→ To do
Return every line from the records below in which the word "prefix" is found.

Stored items
▬▬▬▬▬▬▬▬▬▬

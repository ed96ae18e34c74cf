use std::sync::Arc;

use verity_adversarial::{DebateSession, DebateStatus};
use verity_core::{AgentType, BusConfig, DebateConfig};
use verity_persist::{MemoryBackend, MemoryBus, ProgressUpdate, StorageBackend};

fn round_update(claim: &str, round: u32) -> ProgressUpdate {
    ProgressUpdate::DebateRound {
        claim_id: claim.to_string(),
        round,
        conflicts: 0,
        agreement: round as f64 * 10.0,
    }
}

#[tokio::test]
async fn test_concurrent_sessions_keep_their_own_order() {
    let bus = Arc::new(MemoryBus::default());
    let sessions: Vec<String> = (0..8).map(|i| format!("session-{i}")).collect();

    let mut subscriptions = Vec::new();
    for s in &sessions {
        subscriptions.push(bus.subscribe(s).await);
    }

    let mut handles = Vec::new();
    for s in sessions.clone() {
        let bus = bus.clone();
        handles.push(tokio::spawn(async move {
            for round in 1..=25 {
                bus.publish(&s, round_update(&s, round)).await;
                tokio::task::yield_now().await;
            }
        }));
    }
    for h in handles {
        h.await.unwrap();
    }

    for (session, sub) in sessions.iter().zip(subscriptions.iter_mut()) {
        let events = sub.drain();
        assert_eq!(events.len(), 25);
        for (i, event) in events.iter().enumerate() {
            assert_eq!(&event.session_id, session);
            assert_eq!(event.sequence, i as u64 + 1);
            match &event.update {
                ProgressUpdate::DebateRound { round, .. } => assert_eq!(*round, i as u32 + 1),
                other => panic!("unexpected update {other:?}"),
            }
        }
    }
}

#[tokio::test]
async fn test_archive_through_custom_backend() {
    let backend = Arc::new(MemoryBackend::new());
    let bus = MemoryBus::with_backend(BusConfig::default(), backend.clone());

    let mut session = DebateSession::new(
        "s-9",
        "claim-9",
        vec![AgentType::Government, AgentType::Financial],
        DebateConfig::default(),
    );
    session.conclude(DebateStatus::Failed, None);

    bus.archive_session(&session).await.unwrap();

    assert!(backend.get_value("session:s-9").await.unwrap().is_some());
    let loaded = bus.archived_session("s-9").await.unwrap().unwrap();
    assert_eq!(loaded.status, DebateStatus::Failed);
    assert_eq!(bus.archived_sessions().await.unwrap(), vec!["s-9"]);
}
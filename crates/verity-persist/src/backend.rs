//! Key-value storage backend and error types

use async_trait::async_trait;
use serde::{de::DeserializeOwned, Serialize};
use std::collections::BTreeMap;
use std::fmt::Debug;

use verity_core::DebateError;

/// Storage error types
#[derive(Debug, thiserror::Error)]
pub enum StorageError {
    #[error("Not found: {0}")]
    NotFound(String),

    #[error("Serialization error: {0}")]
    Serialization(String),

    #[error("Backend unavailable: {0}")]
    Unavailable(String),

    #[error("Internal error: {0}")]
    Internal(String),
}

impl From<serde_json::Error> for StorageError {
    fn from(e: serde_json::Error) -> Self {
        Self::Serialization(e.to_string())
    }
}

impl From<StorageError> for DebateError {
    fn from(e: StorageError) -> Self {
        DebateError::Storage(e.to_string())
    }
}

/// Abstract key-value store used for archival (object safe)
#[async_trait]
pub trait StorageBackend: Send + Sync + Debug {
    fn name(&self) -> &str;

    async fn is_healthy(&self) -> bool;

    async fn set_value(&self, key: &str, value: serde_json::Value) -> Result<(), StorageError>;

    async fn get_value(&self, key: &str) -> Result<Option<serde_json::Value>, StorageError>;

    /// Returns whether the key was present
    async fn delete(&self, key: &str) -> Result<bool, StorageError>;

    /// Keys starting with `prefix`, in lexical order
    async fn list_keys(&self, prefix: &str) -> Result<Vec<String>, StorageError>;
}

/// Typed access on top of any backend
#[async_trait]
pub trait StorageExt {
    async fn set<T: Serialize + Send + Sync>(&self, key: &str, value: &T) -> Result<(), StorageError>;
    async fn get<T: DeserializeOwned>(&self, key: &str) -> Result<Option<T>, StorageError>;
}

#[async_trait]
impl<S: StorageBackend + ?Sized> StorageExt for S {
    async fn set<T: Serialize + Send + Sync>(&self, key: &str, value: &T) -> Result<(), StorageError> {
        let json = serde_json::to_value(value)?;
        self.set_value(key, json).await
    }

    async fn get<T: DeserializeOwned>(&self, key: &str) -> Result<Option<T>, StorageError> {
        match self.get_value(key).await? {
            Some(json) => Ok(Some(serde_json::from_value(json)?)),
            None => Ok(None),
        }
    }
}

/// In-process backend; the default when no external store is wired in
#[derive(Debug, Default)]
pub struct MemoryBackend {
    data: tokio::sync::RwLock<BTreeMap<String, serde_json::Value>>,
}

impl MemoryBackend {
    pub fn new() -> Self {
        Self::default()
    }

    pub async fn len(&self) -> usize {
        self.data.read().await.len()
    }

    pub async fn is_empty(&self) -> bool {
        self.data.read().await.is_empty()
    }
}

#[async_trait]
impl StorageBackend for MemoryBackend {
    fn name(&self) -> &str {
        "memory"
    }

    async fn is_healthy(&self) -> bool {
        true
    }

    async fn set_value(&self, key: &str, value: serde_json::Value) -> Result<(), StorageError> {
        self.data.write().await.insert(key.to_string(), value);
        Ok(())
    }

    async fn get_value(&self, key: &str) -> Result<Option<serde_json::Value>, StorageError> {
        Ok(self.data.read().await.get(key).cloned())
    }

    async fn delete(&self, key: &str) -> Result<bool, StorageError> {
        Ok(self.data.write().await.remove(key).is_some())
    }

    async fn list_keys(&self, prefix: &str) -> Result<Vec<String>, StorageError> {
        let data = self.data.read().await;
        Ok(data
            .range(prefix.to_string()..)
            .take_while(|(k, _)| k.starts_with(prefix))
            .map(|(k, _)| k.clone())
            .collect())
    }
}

▬▬▬▬▬▬▬▬▬▬

→ Result of the task
    /// Keys starting with `prefix`, in lexical order
    async fn list_keys(&self, prefix: &str) -> Result<Vec<String>, StorageError>;
    async fn list_keys(&self, prefix: &str) -> Result<Vec<String>, StorageError> {
            .range(prefix.to_string()..)
            .take_while(|(k, _)| k.starts_with(prefix))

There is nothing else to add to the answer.